Disponible en DVD zone 2 aux éditions Pathé vidéo


Il est des œuvres qui, éloignées de tout ce qui s'est fait dans leur domaine, n'offrent que deux options au public, avide de nouveaux trips certes, mais modérément : l'adhésion éternelle ou le rejet définitif. La Tour au-delà des nuages fait partie de ces oeuvres, malgré ou peut-être plutôt en vertu de son inoffensivité. A mi-chemin entre le blockbuster de SF et le mélodrame ado mignon tout plein, le film de Shinkai Makoto n'est ni la grande uchronie de geo-politic fiction (croisé à un space opera) que certains attendaient, ni une énième démonstration de la profonde et crétine naïveté qui caractérise la production cinématographique nipponne ces dernières années, comme de mauvaises langues l'ont évoqué. Il n'est ni l'un, ni l'autre, et il n'est même pas au milieu : bienvenue dans le monde de Shinkai Makoto, enfin brûlé sur DVD dans une édition française digne de ce nom.


1996, dans un présent alternatif. Le Japon, pays divisé en deux subissant encore la domination extérieure, a vu l’île de Hokkaidô se transformer en immense forteresse défendant une mystérieuse tour qui s'étend sur plusieurs kilomètres de hauteur. Ils ont quinze ans et vivent dans une petite ville de campagne, dans la partie "libre" de l’archipel ; Takuya et Hiroki, deux amis d’enfance boy-scouts aux grands rêves d’évasion, se lient d’amitié avec une fille de leur classe, Sayuri. Un lien se crée entre eux trois, y compris autour de cette inapprochable tour de l’Union, jusqu’à ce Sayuri disparaisse sans laisser de trace. Cette disparition a raison de l’amitié des deux lycéens, dont les chemins se séparent et le rêve commun s’évanouit. Cinq ans plus tard. Alors que Takuya est un jeune espoir de la communauté scientifique, Hiroki traverse son existence d’étudiant tokyoïte dans le souvenir obsédant de Sayuri. Tandis qu’endormie depuis 5 années, atteinte d'un mal rare, celle-ci continue de voir dans ses rêves plus vrais que nature le monde en ruines, les fantômes de ses amis, et la tour, toujours elle… au détour d’un même rêve vient à Hiroki une idée : et si Sayuri et la tour de l’Union, que l’on dit être une porte pour une autre dimension, étaient connectés ?


Limousine indépendante

Shinkai Makoto, nom des plus mémorables de l’industrie indépendante de la japanimation pour avoir réalisé le très bon Hoshi No Koe (Voices of a distant star), a encore frappé.

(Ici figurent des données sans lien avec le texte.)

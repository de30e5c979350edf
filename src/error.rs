//! Errors that can occur while solving. Note that finding out that a problem is unsatisfiable is
//! *not* an error: it is one of the two regular outcomes of a search.

use thiserror::Error;

use crate::cnf::Variable;

/// Misuse of the assignment trail. These indicate a bug in the driver, never a problem with the
/// input.
#[derive(Debug, Clone, Copy, PartialEq, Eq, Error)]
pub enum TrailError {
    /// `pop` or `peek` on a trail that holds no entry at all
    #[error("the trail is empty")]
    Empty,
    /// `pop` when all the remaining entries are permanent (depth 0) facts
    #[error("the trail only holds permanent (depth 0) entries")]
    Permanent,
}

/// Internal invariant breaches detected during a search.
#[derive(Debug, Clone, PartialEq, Eq, Error)]
pub enum SolverError {
    /// Two clauses without any variable of opposite polarity were given to the resolution rule
    #[error("cannot resolve `{left}` with `{right}`: no variable occurs with opposite polarities")]
    Resolution { left: String, right: String },

    /// Conflict analysis went over the whole current decision level without reducing the
    /// working clause to a single literal of that level
    #[error("conflict analysis at depth {depth} ended with `{clause}`, which has no single literal at that depth")]
    NoAssertingLiteral { clause: String, depth: usize },

    /// A conflict was reported without any way to explain it (no pivot variable)
    #[error("conflict on `{clause}` has no implied variable to analyze")]
    MissingPivot { clause: String },

    /// A trail operation was used outside of its contract
    #[error("trail misuse: {0}")]
    Trail(#[from] TrailError),

    /// The final model check found a clause which is not satisfied by the reported solution
    #[error("claimed model leaves clause `{clause}` {value}")]
    UnsatisfiedClause { clause: String, value: crate::cnf::Bool },

    /// An assignment was pushed for a variable that already holds the opposite value while no
    /// clause explains the existing value
    #[error("variable {variable} was assigned twice with different values")]
    InconsistentAssignment { variable: Variable },
}

pub type Result<T> = std::result::Result<T, SolverError>;
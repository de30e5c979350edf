use rcdcl::*;
use rcdcl::format::Names;

use argparse::*;
use anyhow::{bail, Context, Result};
use tracing::info;
use tracing_subscriber::EnvFilter;

use std::io::{stdin, BufRead, BufReader};
use std::fs::File;
use std::process;
use xz2::bufread::XzDecoder;
use bzip2::bufread::BzDecoder;
use flate2::bufread::GzDecoder;

/// This simple structure encapsulates the options and arguments that are passed to the solver using
/// the command line interface (cli).
struct CliArgs {
    filename          : Option<String>,
    clauses           : Vec<String>,
    verbosity         : usize,
    sequential        : bool,
    parallel_threshold: Option<usize>
}

fn main() {
    let code = match run() {
        Ok(code) => code,
        Err(e)   => {
            eprintln!("error: {:#}", e);
            1
        }
    };
    process::exit(code);
}

fn run() -> Result<i32> {
    let args = arguments();
    check(&args)?;
    init_logging(args.verbosity);
    print_header();

    let mut names = Names::new();
    let formula   = if !args.clauses.is_empty() {
        names.parse_tokens(args.clauses.as_slice())?
    } else {
        names.load(input(&args)?)?
    };
    info!(clauses = formula.len(), variables = names.len(), "loaded");

    let mut solver = Solver::with_config(config(&args));
    solver.add_formula(formula);

    let outcome = solver.solve()?;
    print_result(&names, &solver, &outcome);

    Ok(if outcome.is_satisfiable() { 10 } else { 20 })
}

fn print_header() {
    println!("c ******************************************************************************");
    println!("c This is the `rcdcl` SAT solver version {}", env!("CARGO_PKG_VERSION"));
    println!("c ------------------------------------------------------------------------------");
    println!("c This software is licensed to you under the terms of the MIT license");
    println!("c ==============================================================================");
}

fn print_result(names: &Names, solver: &Solver, outcome: &Outcome){
    match outcome.model() {
        Some(model) => {
            println!("s SATISFIABLE");
            println!("v {}", names.render_model(model));
        },
        None => println!("s UNSATISFIABLE")
    }
    println!("c ------------------------------------------------------------------------------");
    println!("c nb_variables {}", solver.nb_vars());
    println!("c nb_clauses   {}", solver.clauses().nb_problem());
    println!("c nb_learned   {}", solver.clauses().nb_learned());
    println!("c ******************************************************************************");
}

/// This function parses the command line arguments of the program and returns an object
/// representing these arguments.
fn arguments() -> CliArgs {
    let mut options = CliArgs {
        filename          : None,
        clauses           : vec![],
        verbosity         : 0,
        sequential        : false,
        parallel_threshold: None
    };

    // This scope closes the borrows of `options` held by the parser, so that it can be returned.
    {
        let mut parser = ArgumentParser::new();
        parser.set_description("rcdcl, a conflict driven clause learning propositional SAT solver");

        parser.refer(&mut options.filename)
              .add_option(&["-f", "--file"],
                          StoreOption,
                          "A file listing the clauses to solve, one or more per line. It may be \
                           compressed with bz2 (bzip2), gz (gzip) or xz (lzma)");
        parser.refer(&mut options.verbosity)
              .add_option(&["-v", "--verbose"],
                          IncrBy(1usize),
                          "Log more details on stderr (repeat for even more)");
        parser.refer(&mut options.sequential)
              .add_option(&["--sequential"],
                          StoreTrue,
                          "Never scan the clauses in parallel");
        parser.refer(&mut options.parallel_threshold)
              .add_option(&["--parallel-threshold"],
                          StoreOption,
                          "Minimum number of clauses for a propagation scan to run in parallel");
        parser.refer(&mut options.clauses)
              .add_argument("clauses",
                            List,
                            "Clauses to solve, e.g. `a,~b c` (not together with --file). When neither a file nor clauses are \
                             given, the clauses are read from stdin");

        parser.parse_args_or_exit();
    }

    options
}

/// Rejects the combinations of options that can not be honored together
fn check(args: &CliArgs) -> Result<()> {
    if args.filename.is_some() && !args.clauses.is_empty() {
        bail!("clauses can be given either with --file or on the command line, not both");
    }
    Ok(())
}

fn config(args: &CliArgs) -> SolverConfig {
    let config = if args.sequential { SolverConfig::sequential() } else { SolverConfig::default() };
    match args.parallel_threshold {
        Some(threshold) if !args.sequential => config.with_parallel_threshold(threshold),
        _                                   => config
    }
}

/// Installs a subscriber writing to stderr. `RUST_LOG` wins over the `-v` count when it is set.
fn init_logging(verbosity: usize) {
    let level = match verbosity {
        0 => "warn",
        1 => "info",
        2 => "debug",
        _ => "trace"
    };
    let filter = EnvFilter::try_from_default_env().unwrap_or_else(|_| EnvFilter::new(level));

    tracing_subscriber::fmt()
        .with_env_filter(filter)
        .with_writer(std::io::stderr)
        .init();
}

/// This function returns the BufRead reader which can be used to iterate over all the lines of the
/// input. If the cli-args did not provide any input file, then stdin is used to read the problem.
/// Otherwise, the input file is read (and potentially unpacked).
/// Whenever the filename ends with one of .bz2, .gz, .gzip, .lzma or .xz, the input file will be
/// de-compressed using the ad-hoc decoder. In all other cases, the input file is assumed to be in
/// plaintext format.
fn input(args: &CliArgs) -> Result<Box<dyn BufRead>> {
    match args.filename {
        None => {
            Ok(Box::new(BufReader::new(stdin())))
        },
        Some(ref fname) => {
            let file  = File::open(fname).with_context(|| format!("cannot open {}", fname))?;
            let input = BufReader::new(file);

            let canonical = fname.to_lowercase();
            if canonical.ends_with(".bz2") {
                return Ok(Box::new(BufReader::new(BzDecoder::new(input))));
            }
            if canonical.ends_with(".gz") || canonical.ends_with(".gzip") {
                return Ok(Box::new(BufReader::new(GzDecoder::new(input))));
            }
            if canonical.ends_with(".xz") || canonical.ends_with(".lzma") {
                return Ok(Box::new(BufReader::new(XzDecoder::new(input))));
            }

            // it is assumed that the input file is in plain text (.txt, .cnf, ...)
            Ok(Box::new(input))
        }
    }
}
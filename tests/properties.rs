//! Property based tests: random small formulas are solved and the answers are checked against a
//! brute force enumeration of every assignment.

use std::collections::BTreeMap;
use std::sync::Arc;

use proptest::prelude::*;
use rcdcl::*;
use rcdcl::solving::resolve;

const NB_VARS: uint = 6;

// ============================================================================
// Helper functions
// ============================================================================

/// Builds a clause from (variable, value) pairs; the first occurrence of a variable wins
fn make_clause(terms: &[(uint, bool)]) -> Clause {
    let mut unique = BTreeMap::new();
    for (v, value) in terms {
        unique.entry(*v).or_insert(*value);
    }
    Clause::new(unique.into_iter().map(|(v, value)| Literal::from_var(var(v), Polarity::of(value))))
        .unwrap()
}

fn clause_strategy() -> impl Strategy<Value = Clause> {
    prop::collection::vec((1..=NB_VARS, any::<bool>()), 1..=3).prop_map(|terms| make_clause(&terms))
}

fn formula_strategy() -> impl Strategy<Value = Vec<Clause>> {
    prop::collection::vec(clause_strategy(), 0..24)
}

fn satisfied_by(clause: &Clause, assignment: u32) -> bool {
    clause.literals().any(|l| {
        let value = assignment & (1 << (l.var().to_uint() - 1)) != 0;
        l.polarity().is_satisfied_by(value)
    })
}

fn brute_force(clauses: &[Clause]) -> bool {
    (0..(1u32 << NB_VARS)).any(|assignment| clauses.iter().all(|c| satisfied_by(c, assignment)))
}

fn solve(clauses: &[Clause], config: SolverConfig) -> Outcome {
    let mut solver = Solver::with_config(config);
    for c in clauses {
        solver.add_clause(c.clone());
    }
    solver.solve().unwrap()
}

// ============================================================================
// Solver properties
// ============================================================================

proptest! {
    #![proptest_config(ProptestConfig::with_cases(256))]

    #[test]
    fn models_satisfy_every_clause(clauses in formula_strategy()) {
        if let Outcome::Satisfiable(model) = solve(&clauses, SolverConfig::sequential()) {
            for c in &clauses {
                prop_assert!(c.literals().any(|l| model.is_true(l)), "{} is not satisfied", c);
            }
        }
    }

    #[test]
    fn agrees_with_brute_force(clauses in formula_strategy()) {
        let expected = brute_force(&clauses);
        prop_assert_eq!(expected, solve(&clauses, SolverConfig::sequential()).is_satisfiable());
        prop_assert_eq!(expected, solve(&clauses, SolverConfig::default().with_parallel_threshold(0)).is_satisfiable());
    }

    #[test]
    fn models_are_complete(clauses in formula_strategy()) {
        if let Outcome::Satisfiable(model) = solve(&clauses, SolverConfig::sequential()) {
            for c in &clauses {
                for v in c.variables() {
                    prop_assert!(model.contains(v));
                }
            }
        }
    }
}

// ============================================================================
// Trail properties
// ============================================================================

fn entries_strategy() -> impl Strategy<Value = Vec<(uint, bool, usize)>> {
    prop::collection::vec((1..=20u32, any::<bool>(), 0..5usize), 0..30)
}

/// Pushes decisions with non decreasing depths (facts may come at any time)
fn build_trail(entries: &[(uint, bool, usize)]) -> Trail {
    let mut trail = Trail::new();
    let reason    = Arc::new(Clause::empty());
    for (v, value, depth) in entries {
        let depth = if *depth == 0 { 0 } else { trail.depth().max(*depth) };
        let entry = if depth == 0 {
            AssignmentEntry::fact(var(*v), *value, reason.clone())
        } else {
            AssignmentEntry::decision(var(*v), *value, depth)
        };
        trail.push(entry);
    }
    trail
}

proptest! {
    #[test]
    fn push_is_idempotent(entries in entries_strategy()) {
        let mut trail = build_trail(&entries);
        let len       = trail.len();
        let pushed: Vec<AssignmentEntry> = trail.iter().cloned().collect();

        for e in pushed {
            prop_assert!(trail.push(e.clone()));
            prop_assert!(!trail.push(AssignmentEntry::decision(e.variable(), !e.value(), e.depth().max(1))));
        }
        prop_assert_eq!(len, trail.len());
    }

    #[test]
    fn remove_to_depth_respects_the_target(entries in entries_strategy(), target in 0..5usize) {
        let mut trail = build_trail(&entries);
        let facts     = trail.iter().filter(|e| e.depth() == 0).count();
        let kept      = trail.iter().filter(|e| e.depth() <= target).count();

        let removed   = trail.remove_to_depth(target);

        prop_assert!(trail.iter().all(|e| e.depth() <= target));
        prop_assert_eq!(facts, trail.iter().filter(|e| e.depth() == 0).count());
        prop_assert_eq!(kept, trail.len());
        prop_assert_eq!(kept + removed, build_trail(&entries).len());
    }
}

// ============================================================================
// Resolution properties
// ============================================================================

proptest! {
    #[test]
    fn resolve_is_deterministic_and_drops_clashes(left in clause_strategy(), right in clause_strategy()) {
        let clashing: Vec<Variable> = left.iter()
            .filter(|(v, p)| right.polarity_of(*v).map_or(false, |q| q != *p))
            .map(|(v, _)| v)
            .collect();

        match resolve(&left, &right) {
            Err(_) => prop_assert!(clashing.is_empty()),
            Ok(resolvent) => {
                prop_assert!(!clashing.is_empty());
                prop_assert_eq!(&resolvent, &resolve(&left, &right).unwrap());

                for v in &clashing {
                    prop_assert!(!resolvent.contains(*v));
                }
                for l in left.literals().chain(right.literals()) {
                    if !clashing.contains(&l.var()) {
                        prop_assert_eq!(Some(l.polarity()), resolvent.polarity_of(l.var()));
                    }
                }
            }
        }
    }
}
//! One scan of unit propagation: every clause of the database is classified against the trail,
//! either sequentially or fanned out over the rayon thread pool. Each clause evaluation only
//! *reads* the trail; the per-worker results are merged afterwards, and the first conflict that
//! is found cuts the scan short.

use std::fmt;
use std::sync::Arc;

use indexmap::IndexMap;
use rayon::prelude::*;

use crate::cnf::*;
use crate::solving::solver::Solver;
use crate::solving::trail::AssignmentEntry;
use crate::solving::traits::{Propagation, Valuation};

// -----------------------------------------------------------------------------------------------
/// # Implication
/// A value forced by unit propagation: `literal` must be true because every other literal of
/// `reason` is false. `depth` is the decision depth of the trail when it was discovered.
// -----------------------------------------------------------------------------------------------
#[derive(Debug, Clone, PartialEq, Eq)]
pub struct Implication {
    pub literal: Literal,
    pub reason : Arc<Clause>,
    pub depth  : usize,
}

impl Implication {
    #[inline]
    pub fn variable(&self) -> Variable { self.literal.var() }

    #[inline]
    pub fn value(&self) -> bool { self.literal.polarity().value() }

    /// The trail entry recording this implication
    pub fn to_entry(&self) -> AssignmentEntry {
        AssignmentEntry::implied(self.variable(), self.value(), self.reason.clone(), self.depth)
    }
}

impl fmt::Display for Implication {
    fn fmt(&self, f: &mut fmt::Formatter) -> fmt::Result {
        write!(f, "{} implied by ({})", self.literal, self.reason)
    }
}

// -----------------------------------------------------------------------------------------------
/// # Conflict
/// The two clauses which, under the current trail, can not be satisfied together. They clash on
/// `variable` (the pivot of the first resolution step of conflict analysis).
///
/// `variable` is None only when a falsified clause could not be explained by any implication
/// (that is, at depth 0 or when the solver invariants are broken).
// -----------------------------------------------------------------------------------------------
#[derive(Debug, Clone, PartialEq, Eq)]
pub struct Conflict {
    pub first   : Arc<Clause>,
    pub second  : Arc<Clause>,
    pub variable: Option<Variable>,
}

impl fmt::Display for Conflict {
    fn fmt(&self, f: &mut fmt::Formatter) -> fmt::Result {
        write!(f, "({}) ^ ({})", self.first, self.second)?;
        match self.variable {
            Some(v) => write!(f, " on {}", v),
            None    => Ok(())
        }
    }
}

/// The implications found by one scan, indexed by variable, in discovery order.
pub type Implications = IndexMap<Variable, Implication>;

/// The result of one propagation scan
#[derive(Debug, Clone, PartialEq, Eq)]
pub enum Deduction {
    Implications(Implications),
    Conflict(Conflict),
}

/// The state of a clause with respect to a partial valuation
#[derive(Debug, Clone, Copy, PartialEq, Eq)]
pub enum ClauseStatus {
    /// Some literal is true
    Satisfied,
    /// At least two literals are unassigned and none is true
    Open,
    /// Every literal but this one is false, and this one is unassigned
    Unit(Literal),
    /// Every literal is false
    Falsified,
}

/// Classifies `clause` against the given valuation.
pub fn classify<V: Valuation>(clause: &Clause, valuation: &V) -> ClauseStatus {
    let mut pending = None;
    let mut nb_pending = 0;

    for l in clause.literals() {
        match valuation.get_value(l) {
            Bool::True  => return ClauseStatus::Satisfied,
            Bool::False => {},
            Bool::Undef => {
                nb_pending += 1;
                pending = Some(l);
            }
        }
    }

    match (nb_pending, pending) {
        (0, _)       => ClauseStatus::Falsified,
        (1, Some(l)) => ClauseStatus::Unit(l),
        _            => ClauseStatus::Open
    }
}

/// Adds `implication` to `found` unless its variable is already implied. When it is implied with
/// the opposite value, the two reasons are in conflict.
fn merge(found: &mut Implications, implication: Implication) -> Result<(), Conflict> {
    match found.get(&implication.variable()) {
        None => {
            found.insert(implication.variable(), implication);
            Ok(())
        },
        Some(known) if known.literal == implication.literal => Ok(()),
        Some(known) => Err(Conflict {
            first   : known.reason.clone(),
            variable: Some(implication.variable()),
            second  : implication.reason,
        })
    }
}

/// Merges the implications found by two workers, preserving the order of discovery.
fn merge_all(mut left: Implications, right: Implications) -> Result<Implications, Conflict> {
    for (_, implication) in right {
        merge(&mut left, implication)?;
    }
    Ok(left)
}

impl Solver {
    /// Evaluates one clause. Returns None when the clause teaches nothing (satisfied or open).
    fn evaluate(&self, clause: &Arc<Clause>, depth: usize) -> Option<Result<Implication, Conflict>> {
        match classify(clause, &self.trail) {
            ClauseStatus::Unit(literal) => Some(Ok(Implication { literal, reason: clause.clone(), depth })),
            ClauseStatus::Falsified     => Some(Err(self.explain(clause))),
            _                           => None
        }
    }

    /// Pairs the falsified `clause` with the reason of its most recently implied variable.
    fn explain(&self, clause: &Arc<Clause>) -> Conflict {
        let pivot = self.trail.latest_implied_in(clause)
            .and_then(|e| e.reason().map(|r| (e.variable(), r.clone())));

        match pivot {
            Some((variable, reason)) => Conflict {
                first   : clause.clone(),
                second  : reason,
                variable: Some(variable)
            },
            None => Conflict {
                first   : clause.clone(),
                second  : clause.clone(),
                variable: None
            }
        }
    }
}

impl Propagation for Solver {
    fn deduce(&self) -> Deduction {
        let depth = self.trail.depth();

        let scanned = if self.config.is_parallel(self.clauses.len()) {
            self.clauses.par_iter()
                .filter_map(|c| self.evaluate(c, depth))
                .try_fold(Implications::default, |mut found, outcome| -> Result<Implications, Conflict> {
                    merge(&mut found, outcome?)?;
                    Ok(found)
                })
                .try_reduce(Implications::default, merge_all)
        } else {
            self.clauses.iter()
                .filter_map(|c| self.evaluate(c, depth))
                .try_fold(Implications::default(), |mut found, outcome| -> Result<Implications, Conflict> {
                    merge(&mut found, outcome?)?;
                    Ok(found)
                })
        };

        match scanned {
            Ok(found)     => Deduction::Implications(found),
            Err(conflict) => Deduction::Conflict(conflict)
        }
    }
}
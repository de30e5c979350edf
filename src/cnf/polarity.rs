use std::ops::Not;

/// This enum trivially encapsulates the polarity (aka the sign) of a variable occurring in a
/// literal: either the variable is asserted (`x`) or it is negated (`~x`).
#[derive(Clone, Copy, PartialEq, Eq, PartialOrd, Ord, Hash, Debug)]
pub enum Polarity { Asserted, Negated }

impl Polarity {
    /// The truth value a variable must take for a literal of this polarity to be satisfied.
    #[inline]
    pub fn value(self) -> bool { self == Polarity::Asserted }

    /// The polarity of the literal made true by assigning `value` to its variable.
    #[inline]
    pub fn of(value: bool) -> Polarity {
        if value { Polarity::Asserted } else { Polarity::Negated }
    }

    /// Tells whether a literal of this polarity is satisfied when its variable is set to `value`
    #[inline]
    pub fn is_satisfied_by(self, value: bool) -> bool { self.value() == value }
}

impl Not for Polarity {
    type Output = Polarity;

    #[inline]
    fn not(self) -> Polarity {
        match self {
            Polarity::Asserted => Polarity::Negated,
            Polarity::Negated  => Polarity::Asserted
        }
    }
}
use crate::cnf::*;

// -----------------------------------------------------------------------------------------------
/// # Valuation
/// This trait encapsulates the idea of a (partial) assignment of Variables to boolean values.
/// Implementers only need to tell the value of a variable; the value of literals and clauses
/// follow.
// -----------------------------------------------------------------------------------------------
pub trait Valuation {
    /// The value currently assigned to `v`, None when `v` is unassigned.
    fn var_value(&self, v: Variable) -> Option<bool>;

    /// Tells the truth value of the given literal `l` in the current assignment
    fn get_value(&self, l: Literal) -> Bool {
        Bool::from(self.var_value(l.var()).map(|v| l.polarity().is_satisfied_by(v)))
    }

    /// Tells whether `l` was set to True
    fn is_true (&self, l: Literal) -> bool { self.get_value(l) == Bool::True  }
}
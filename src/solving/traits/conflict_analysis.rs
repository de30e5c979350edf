use crate::cnf::*;
use crate::error::Result;
use crate::solving::propagation::Conflict;

// -----------------------------------------------------------------------------------------------
/// # Conflict Analysis
/// This trait specifies the interface of a solver capable of analyzing a conflict (through a
/// backwards traversal of the implication graph) and to derive a new clause from the conflict.
// -----------------------------------------------------------------------------------------------
pub trait ConflictAnalysis {
    /// Derives the clause to learn from `conflict`, detected while the trail was at `depth`.
    ///
    /// The antecedents of the conflict are resolved together, then the result is resolved with
    /// the justification of its most recently implied literal of level `depth`, and so on until
    /// exactly one literal of level `depth` remains (first unique implication point).
    ///
    /// # Return Value
    /// The learned clause, which is falsified by the current trail and holds exactly one literal
    /// assigned at `depth`.
    ///
    /// # Errors
    /// Only when the solver invariants are broken (see `SolverError`).
    fn analyze_conflict(&self, conflict: &Conflict, depth: usize) -> Result<Clause>;
}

On l’attendait, cette oeuvre, on la désirait...

Cela a commencé avec une "fausse" bande-annonce – fausse car le film n’était pas encore réalisé et les images conçues exprès pour le teaser – à la fin 2002. Sur une mélodie originale proprement superbe et trois longues minutes défilaient les grandes lignes du scénario de l’auteur, ce triangle amoureux adolescent, ce Japon alternatif sans cesse menacé de guerre, cette homérique construction humaine au mystère insistant ; et comme visuellement, c’était cent fois supérieur à Voices of a distant star qui ridiculisait déjà une bonne partie de la production animée japonaise, on avait du mal à redresser sa mâchoire à la fin. Il a fallu deux ans à la petite équipe de Shinkai pour finir le boulot, et que le DVD sorte en grande pompe dans tous les HMV et Tower Records du Japon début 2005. Résultat des courses ?



Non, avant ça, passons brièvement sur un des rares défauts de l’œuvre : ami, si toi aussi tu as fantasmé sur ce même trailer depuis ces deux dernières années, ne t’attends pas à retrouver les mêmes images dans le film, ni même les répliques à l’identique ; on sent bien qu’entre temps, la chose a germé dans l’esprit du créateur, et que les choses aient évolué en bien ou en mal, le fait est que sur le coup, ça déçoit. Mais comparer foncièrement les deux n’a pas vraiment de sens ; ici, c’est du film qu’il s’agit. Alors la présente critique ne tiendra pas en compte ce manque, et se contentera d'aller à l’essentiel : la beauté tout à fait personnelle et tout en humilité de La Tour au-delà des nuages.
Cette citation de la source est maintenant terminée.